## What the task asks
Every line below that contains the word "files" must be copied.

(Beginning of Exercise data)

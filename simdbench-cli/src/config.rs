//! Configuration loading from simdbench.toml
//!
//! SimdBench configuration can be specified in a `simdbench.toml` file in the
//! project root. The file is discovered by walking up from the current
//! directory; command-line flags override whatever it sets.

use serde::{Deserialize, Serialize};
use std::path::Path;

/// Name of the configuration file looked up by [`SimdConfig::discover`]
pub const CONFIG_FILE: &str = "simdbench.toml";

/// SimdBench configuration
#[derive(Debug, Clone, PartialEq, Serialize, Deserialize, Default)]
pub struct SimdConfig {
    /// Runner configuration
    #[serde(default)]
    pub runner: RunnerConfig,
    /// Memory sweep configuration
    #[serde(default)]
    pub memory: MemoryConfig,
    /// Output configuration
    #[serde(default)]
    pub output: OutputConfig,
}

/// A benchmark suite
#[derive(Debug, Clone, Copy, PartialEq, Eq, Hash, Serialize, Deserialize)]
#[serde(rename_all = "kebab-case")]
pub enum Suite {
    /// Arithmetic throughput
    Ops,
    /// Memory bandwidth
    Memory,
}

/// Runner configuration
#[derive(Debug, Clone, PartialEq, Serialize, Deserialize)]
pub struct RunnerConfig {
    /// Suites executed by `run`, in order
    #[serde(default = "default_suites")]
    pub suites: Vec<Suite>,
    /// Sweep every core count instead of a single thread per class
    #[serde(default = "default_multi_core")]
    pub multi_core: bool,
    /// Discarded executions before each measured series
    #[serde(default = "default_warmup")]
    pub warmup: usize,
    /// Measured executions per operation benchmark
    #[serde(default = "default_op_repetitions")]
    pub op_repetitions: usize,
    /// Measured executions per memory benchmark
    #[serde(default = "default_mem_repetitions")]
    pub mem_repetitions: usize,
}

impl Default for RunnerConfig {
    fn default() -> Self {
        Self {
            suites: default_suites(),
            multi_core: default_multi_core(),
            warmup: default_warmup(),
            op_repetitions: default_op_repetitions(),
            mem_repetitions: default_mem_repetitions(),
        }
    }
}

fn default_suites() -> Vec<Suite> {
    vec![Suite::Ops, Suite::Memory]
}
fn default_multi_core() -> bool {
    true
}
fn default_warmup() -> usize {
    2
}
fn default_op_repetitions() -> usize {
    20
}
fn default_mem_repetitions() -> usize {
    10
}

/// Memory sweep configuration
#[derive(Debug, Clone, PartialEq, Serialize, Deserialize)]
pub struct MemoryConfig {
    /// First buffer size in bytes
    #[serde(default = "default_initial_size")]
    pub initial_size: usize,
    /// Sizes generated per multiplicative step
    #[serde(default = "default_linear_steps")]
    pub linear_steps: usize,
    /// Number of multiplicative steps
    #[serde(default = "default_multiplicative_steps")]
    pub multiplicative_steps: usize,
    /// Largest buffer size kept (None = keep all generated sizes)
    #[serde(default)]
    pub max_size: Option<usize>,
    /// Buffer alignments in bytes
    #[serde(default = "default_alignments")]
    pub alignments: Vec<usize>,
}

impl Default for MemoryConfig {
    fn default() -> Self {
        Self {
            initial_size: default_initial_size(),
            linear_steps: default_linear_steps(),
            multiplicative_steps: default_multiplicative_steps(),
            max_size: None,
            alignments: default_alignments(),
        }
    }
}

fn default_initial_size() -> usize {
    4096
}
fn default_linear_steps() -> usize {
    4
}
fn default_multiplicative_steps() -> usize {
    5
}
fn default_alignments() -> Vec<usize> {
    vec![16, 32, 64, 128, 256]
}

/// Output configuration
#[derive(Debug, Clone, PartialEq, Serialize, Deserialize)]
pub struct OutputConfig {
    /// Directory receiving the JSON result files
    #[serde(default = "default_output_dir")]
    pub directory: String,
    /// Default output format: "human" or "json"
    #[serde(default = "default_format")]
    pub format: String,
    /// Write `cpu_info.json`, `op_benchmarks.json` and `mem_benchmarks.json`
    #[serde(default = "default_write_json")]
    pub write_json: bool,
}

impl Default for OutputConfig {
    fn default() -> Self {
        Self {
            directory: default_output_dir(),
            format: default_format(),
            write_json: default_write_json(),
        }
    }
}

fn default_output_dir() -> String {
    "target/simdbench".to_string()
}
fn default_format() -> String {
    "human".to_string()
}
fn default_write_json() -> bool {
    true
}

impl SimdConfig {
    /// Load configuration from a TOML file
    pub fn load(path: impl AsRef<Path>) -> anyhow::Result<Self> {
        let content = std::fs::read_to_string(path.as_ref())?;
        let config: Self = toml::from_str(&content)?;
        Ok(config)
    }

    /// Try to discover and load configuration by walking up from current directory
    pub fn discover() -> Option<Self> {
        let dir = std::env::current_dir().ok()?;
        Self::discover_from(&dir)
    }

    /// Walk up from `start` looking for [`CONFIG_FILE`]
    pub fn discover_from(start: &Path) -> Option<Self> {
        let mut dir = start.to_path_buf();
        loop {
            let config_path = dir.join(CONFIG_FILE);
            if config_path.exists() {
                return match Self::load(&config_path) {
                    Ok(config) => Some(config),
                    Err(e) => {
                        tracing::warn!(path = %config_path.display(), error = %e, "ignoring unreadable config");
                        None
                    }
                };
            }
            if !dir.pop() {
                break;
            }
        }
        None
    }

    /// Generate a default configuration as TOML string
    pub fn default_toml() -> String {
        r#"# SimdBench Configuration

[runner]
# Suites executed by `simdbench run`, in order
suites = ["ops", "memory"]
# Sweep every core count (false = one high and one low priority thread)
multi_core = true
# Discarded executions before each measured series
warmup = 2
# Measured executions per benchmark
op_repetitions = 20
mem_repetitions = 10

[memory]
# Buffer sizes: initial_size * (1..=linear_steps), then the step grows by
# linear_steps * 2, multiplicative_steps times (4 KiB .. 64 MiB by default)
initial_size = 4096
linear_steps = 4
multiplicative_steps = 5
# Largest buffer size (uncomment to enable)
# max_size = 16777216
# Buffer alignments in bytes
alignments = [16, 32, 64, 128, 256]

[output]
# Directory for cpu_info.json, op_benchmarks.json and mem_benchmarks.json
directory = "target/simdbench"
# Default output format: human, json
format = "human"
# Write the JSON result files
write_json = true
"#
        .to_string()
    }
}

#[cfg(test)]
mod tests {
    use super::*;

    #[test]
    fn test_default_config() {
        let config = SimdConfig::default();
        assert_eq!(config.runner.suites, vec![Suite::Ops, Suite::Memory]);
        assert!(config.runner.multi_core);
        assert_eq!(config.runner.warmup, 2);
        assert_eq!(config.runner.op_repetitions, 20);
        assert_eq!(config.runner.mem_repetitions, 10);
        assert_eq!(config.memory.alignments, vec![16, 32, 64, 128, 256]);
        assert_eq!(config.memory.max_size, None);
        assert!(config.output.write_json);
    }

    #[test]
    fn test_default_toml_round_trips() {
        let parsed: SimdConfig = toml::from_str(&SimdConfig::default_toml()).unwrap();
        assert_eq!(parsed, SimdConfig::default());
    }

    #[test]
    fn test_parse_partial_toml() {
        let toml_str = r#"
            [runner]
            suites = ["memory"]
            multi_core = false

            [memory]
            max_size = 65536
        "#;

        let config: SimdConfig = toml::from_str(toml_str).unwrap();
        assert_eq!(config.runner.suites, vec![Suite::Memory]);
        assert!(!config.runner.multi_core);
        assert_eq!(config.memory.max_size, Some(65536));
        // Defaults should still apply
        assert_eq!(config.runner.op_repetitions, 20);
        assert_eq!(config.memory.initial_size, 4096);
        assert_eq!(config.output.format, "human");
    }

    #[test]
    fn test_unknown_suite_rejected() {
        let result = toml::from_str::<SimdConfig>("[runner]\nsuites = [\"gpu\"]\n");
        assert!(result.is_err());
    }

    #[test]
    fn test_discover_walks_up() {
        let root = tempfile::tempdir().unwrap();
        let nested = root.path().join("a").join("b");
        std::fs::create_dir_all(&nested).unwrap();
        std::fs::write(
            root.path().join(CONFIG_FILE),
            "[runner]\nwarmup = 0\n[output]\nwrite_json = false\n",
        )
        .unwrap();

        let config = SimdConfig::discover_from(&nested).unwrap();
        assert_eq!(config.runner.warmup, 0);
        assert!(!config.output.write_json);
    }
}
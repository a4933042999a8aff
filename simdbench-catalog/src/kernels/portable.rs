//! Portable multiply-add kernels on 128-bit lane groups.
//!
//! Written as plain arrays; the optimizer maps each lane group onto one
//! SSE2/NEON register, so no target features are required.

use std::hint::black_box;

/// Element type usable in [`mul_add`]
pub trait Lane: Copy {
    /// Starting value for accumulator `i`
    fn seed(i: usize) -> Self;
    /// Multiplicand
    const FACTOR: Self;
    /// Addend
    const OFFSET: Self;
    /// `self * factor + offset` (wrapping for integers)
    fn mul_add(self, factor: Self, offset: Self) -> Self;
    /// Widen for reduction
    fn to_f64(self) -> f64;
}

impl Lane for f32 {
    const FACTOR: Self = 0.999_9;
    const OFFSET: Self = 1.0e-4;

    #[inline(always)]
    fn seed(i: usize) -> Self {
        1.0 + i as f32 / 64.0
    }

    #[inline(always)]
    fn mul_add(self, factor: Self, offset: Self) -> Self {
        self * factor + offset
    }

    fn to_f64(self) -> f64 {
        self as f64
    }
}

impl Lane for f64 {
    const FACTOR: Self = 0.999_9;
    const OFFSET: Self = 1.0e-4;

    #[inline(always)]
    fn seed(i: usize) -> Self {
        1.0 + i as f64 / 64.0
    }

    #[inline(always)]
    fn mul_add(self, factor: Self, offset: Self) -> Self {
        self * factor + offset
    }

    fn to_f64(self) -> f64 {
        self
    }
}

impl Lane for i32 {
    const FACTOR: Self = 1_103_515_245;
    const OFFSET: Self = 12_345;

    #[inline(always)]
    fn seed(i: usize) -> Self {
        i as i32 + 1
    }

    #[inline(always)]
    fn mul_add(self, factor: Self, offset: Self) -> Self {
        self.wrapping_mul(factor).wrapping_add(offset)
    }

    fn to_f64(self) -> f64 {
        self as f64
    }
}

/// Run `n` iterations of `ILP` independent `LANES`-wide multiply-adds and
/// return the reduced accumulators.
#[inline(always)]
pub fn mul_add<T: Lane, const LANES: usize, const ILP: usize>(n: usize) -> f64 {
    let factor = black_box([T::FACTOR; LANES]);
    let offset = black_box([T::OFFSET; LANES]);
    let mut acc: [[T; LANES]; ILP] =
        black_box(std::array::from_fn(|i| std::array::from_fn(|j| T::seed(i * LANES + j))));

    for _ in 0..n {
        for group in acc.iter_mut() {
            for lane in 0..LANES {
                group[lane] = group[lane].mul_add(factor[lane], offset[lane]);
            }
        }
    }

    black_box(acc).iter().flatten().map(|x| x.to_f64()).sum()
}

#[cfg(test)]
mod tests {
    use super::*;

    #[test]
    fn test_float_kernel_converges() {
        // x -> 0.9999 x + 1e-4 has its fixed point at 1.0
        let sum = mul_add::<f32, 4, 2>(100_000);
        assert!((sum - 8.0).abs() < 5e-2, "{sum}");

        let sum = mul_add::<f64, 2, 3>(200_000);
        assert!((sum - 6.0).abs() < 1e-6, "{sum}");
    }

    #[test]
    fn test_integer_kernel_matches_scalar() {
        let n = 1000;
        let mut expected = 0.0;
        for seed in 1..=8 {
            let mut x: i32 = seed;
            for _ in 0..n {
                x = x.wrapping_mul(i32::FACTOR).wrapping_add(i32::OFFSET);
            }
            expected += x as f64;
        }
        assert_eq!(mul_add::<i32, 4, 2>(n), expected);
    }

    #[test]
    fn test_zero_iterations_returns_seeds() {
        assert_eq!(mul_add::<i32, 4, 1>(0), 10.0);
    }
}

(End of Exercise data)

## Solution
    /// Directory receiving the JSON result files
# Write the JSON result files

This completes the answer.